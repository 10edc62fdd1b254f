//! Secret masking.
//!
//! Secrets handed to a workflow run must never show up in a trace or a log
//! except as `***`, the way the hosted runner masks them.
//!
//! - [`SecretMasker`] - replaces registered values in text
//! - [`MaskingWriter`] - line-buffered writer applying a masker
//! - [`looks_secret`] - flags env var names that hold credentials
//!
//! # Example
//!
//! ```
//! use workflow_fixtures::secrets::SecretMasker;
//!
//! let mut masker = SecretMasker::new();
//! masker.add_secret("ghp_abc123");
//! assert_eq!(masker.mask("token=ghp_abc123"), "token=***");
//! ```

use regex::Regex;
use std::io::{self, Write};
use std::sync::LazyLock;

use crate::step::line::escape_value;

/// Replacement for every secret value.
pub const MASK: &str = "***";

static SECRET_NAME_REGEX: LazyLock<Regex> = LazyLock::new(|| {
    Regex::new(r"(?i)(API_?KEY|SECRET|TOKEN|PASSWORD|PASSWD|CREDENTIAL|PRIVATE_KEY|WEBHOOK)")
        .expect("SECRET_NAME_REGEX must compile")
});

/// Whether an environment variable name looks like it holds a credential.
///
/// ```
/// use workflow_fixtures::secrets::looks_secret;
///
/// assert!(looks_secret("GITHUB_TOKEN"));
/// assert!(looks_secret("SLACK_WEBHOOK"));
/// assert!(!looks_secret("NODE_ENV"));
/// ```
pub fn looks_secret(name: &str) -> bool {
    SECRET_NAME_REGEX.is_match(name)
}

/// Masks registered secret values.
#[derive(Debug, Clone, Default)]
pub struct SecretMasker {
    /// Longest first, so a secret containing another is masked whole.
    secrets: Vec<String>,
}

impl SecretMasker {
    pub fn new() -> Self {
        Self::default()
    }

    /// Register a secret value. Empty strings and duplicates are ignored.
    ///
    /// The form a mock line prints the value in is registered too.
    pub fn add_secret(&mut self, value: impl Into<String>) {
        let value = value.into();
        let escaped = escape_value(&value);
        if escaped != value {
            self.insert(escaped);
        }
        self.insert(value);
    }

    fn insert(&mut self, value: String) {
        if value.is_empty() || self.secrets.contains(&value) {
            return;
        }
        let at = self
            .secrets
            .iter()
            .position(|s| s.len() < value.len())
            .unwrap_or(self.secrets.len());
        self.secrets.insert(at, value);
    }

    /// Register several secret values.
    pub fn add_secrets(&mut self, values: impl IntoIterator<Item = impl Into<String>>) {
        for value in values {
            self.add_secret(value);
        }
    }

    /// Replace every registered value with [`MASK`].
    pub fn mask(&self, input: &str) -> String {
        let mut result = input.to_string();
        for secret in &self.secrets {
            result = result.replace(secret.as_str(), MASK);
        }
        result
    }

    pub fn secret_count(&self) -> usize {
        self.secrets.len()
    }

    /// Wrap a writer so everything written through it is masked.
    ///
    /// Masking is applied per line, so a secret split across two `write`
    /// calls is still caught.
    pub fn writer<W: Write>(&self, inner: W) -> MaskingWriter<'_, W> {
        MaskingWriter {
            inner,
            masker: self,
            buffer: String::new(),
        }
    }
}

/// A writer that masks secret values line by line.
pub struct MaskingWriter<'a, W: Write> {
    inner: W,
    masker: &'a SecretMasker,
    buffer: String,
}

impl<W: Write> Write for MaskingWriter<'_, W> {
    fn write(&mut self, buf: &[u8]) -> io::Result<usize> {
        self.buffer.push_str(&String::from_utf8_lossy(buf));

        while let Some(newline_pos) = self.buffer.find('\n') {
            let line: String = self.buffer.drain(..=newline_pos).collect();
            self.inner.write_all(self.masker.mask(&line).as_bytes())?;
        }

        Ok(buf.len())
    }

    fn flush(&mut self) -> io::Result<()> {
        if !self.buffer.is_empty() {
            let masked = self.masker.mask(&self.buffer);
            self.inner.write_all(masked.as_bytes())?;
            self.buffer.clear();
        }
        self.inner.flush()
    }
}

_Exercise_
Return the whole listing exactly as it reads.

_Solved problem_
repository 10edc62fdd1b254f
//! Secret masking.
//!
//! Secrets handed to a workflow run must never show up in a trace or a log
//! except as `***`, the way the hosted runner masks them.
//!
//! - [`SecretMasker`] - replaces registered values in text
//! - [`MaskingWriter`] - line-buffered writer applying a masker
//! - [`looks_secret`] - flags env var names that hold credentials
//!
//! # Example
//!
//! ```
//! use workflow_fixtures::secrets::SecretMasker;
//!
//! let mut masker = SecretMasker::new();
//! masker.add_secret("ghp_abc123");
//! assert_eq!(masker.mask("token=ghp_abc123"), "token=***");
//! ```

use regex::Regex;
use std::io::{self, Write};
use std::sync::LazyLock;

use crate::step::line::escape_value;

/// Replacement for every secret value.
pub const MASK: &str = "***";

static SECRET_NAME_REGEX: LazyLock<Regex> = LazyLock::new(|| {
    Regex::new(r"(?i)(API_?KEY|SECRET|TOKEN|PASSWORD|PASSWD|CREDENTIAL|PRIVATE_KEY|WEBHOOK)")
        .expect("SECRET_NAME_REGEX must compile")
});

/// Whether an environment variable name looks like it holds a credential.
///
/// ```
/// use workflow_fixtures::secrets::looks_secret;
///
/// assert!(looks_secret("GITHUB_TOKEN"));
/// assert!(looks_secret("SLACK_WEBHOOK"));
/// assert!(!looks_secret("NODE_ENV"));
/// ```
pub fn looks_secret(name: &str) -> bool {
    SECRET_NAME_REGEX.is_match(name)
}

/// Masks registered secret values.
#[derive(Debug, Clone, Default)]
pub struct SecretMasker {
    /// Longest first, so a secret containing another is masked whole.
    secrets: Vec<String>,
}

impl SecretMasker {
    pub fn new() -> Self {
        Self::default()
    }

    /// Register a secret value. Empty strings and duplicates are ignored.
    ///
    /// The form a mock line prints the value in is registered too.
    pub fn add_secret(&mut self, value: impl Into<String>) {
        let value = value.into();
        let escaped = escape_value(&value);
        if escaped != value {
            self.insert(escaped);
        }
        self.insert(value);
    }

    fn insert(&mut self, value: String) {
        if value.is_empty() || self.secrets.contains(&value) {
            return;
        }
        let at = self
            .secrets
            .iter()
            .position(|s| s.len() < value.len())
            .unwrap_or(self.secrets.len());
        self.secrets.insert(at, value);
    }

    /// Register several secret values.
    pub fn add_secrets(&mut self, values: impl IntoIterator<Item = impl Into<String>>) {
        for value in values {
            self.add_secret(value);
        }
    }

    /// Replace every registered value with [`MASK`].
    pub fn mask(&self, input: &str) -> String {
        let mut result = input.to_string();
        for secret in &self.secrets {
            result = result.replace(secret.as_str(), MASK);
        }
        result
    }

    pub fn secret_count(&self) -> usize {
        self.secrets.len()
    }

    /// Wrap a writer so everything written through it is masked.
    ///
    /// Masking is applied per line, so a secret split across two `write`
    /// calls is still caught.
    pub fn writer<W: Write>(&self, inner: W) -> MaskingWriter<'_, W> {
        MaskingWriter {
            inner,
            masker: self,
            buffer: String::new(),
        }
    }
}

/// A writer that masks secret values line by line.
pub struct MaskingWriter<'a, W: Write> {
    inner: W,
    masker: &'a SecretMasker,
    buffer: String,
}

impl<W: Write> Write for MaskingWriter<'_, W> {
    fn write(&mut self, buf: &[u8]) -> io::Result<usize> {
        self.buffer.push_str(&String::from_utf8_lossy(buf));

        while let Some(newline_pos) = self.buffer.find('\n') {
            let line: String = self.buffer.drain(..=newline_pos).collect();
            self.inner.write_all(self.masker.mask(&line).as_bytes())?;
        }

        Ok(buf.len())
    }

    fn flush(&mut self) -> io::Result<()> {
        if !self.buffer.is_empty() {
            let masked = self.masker.mask(&self.buffer);
            self.inner.write_all(masked.as_bytes())?;
            self.buffer.clear();
        }
        self.inner.flush()
    }
}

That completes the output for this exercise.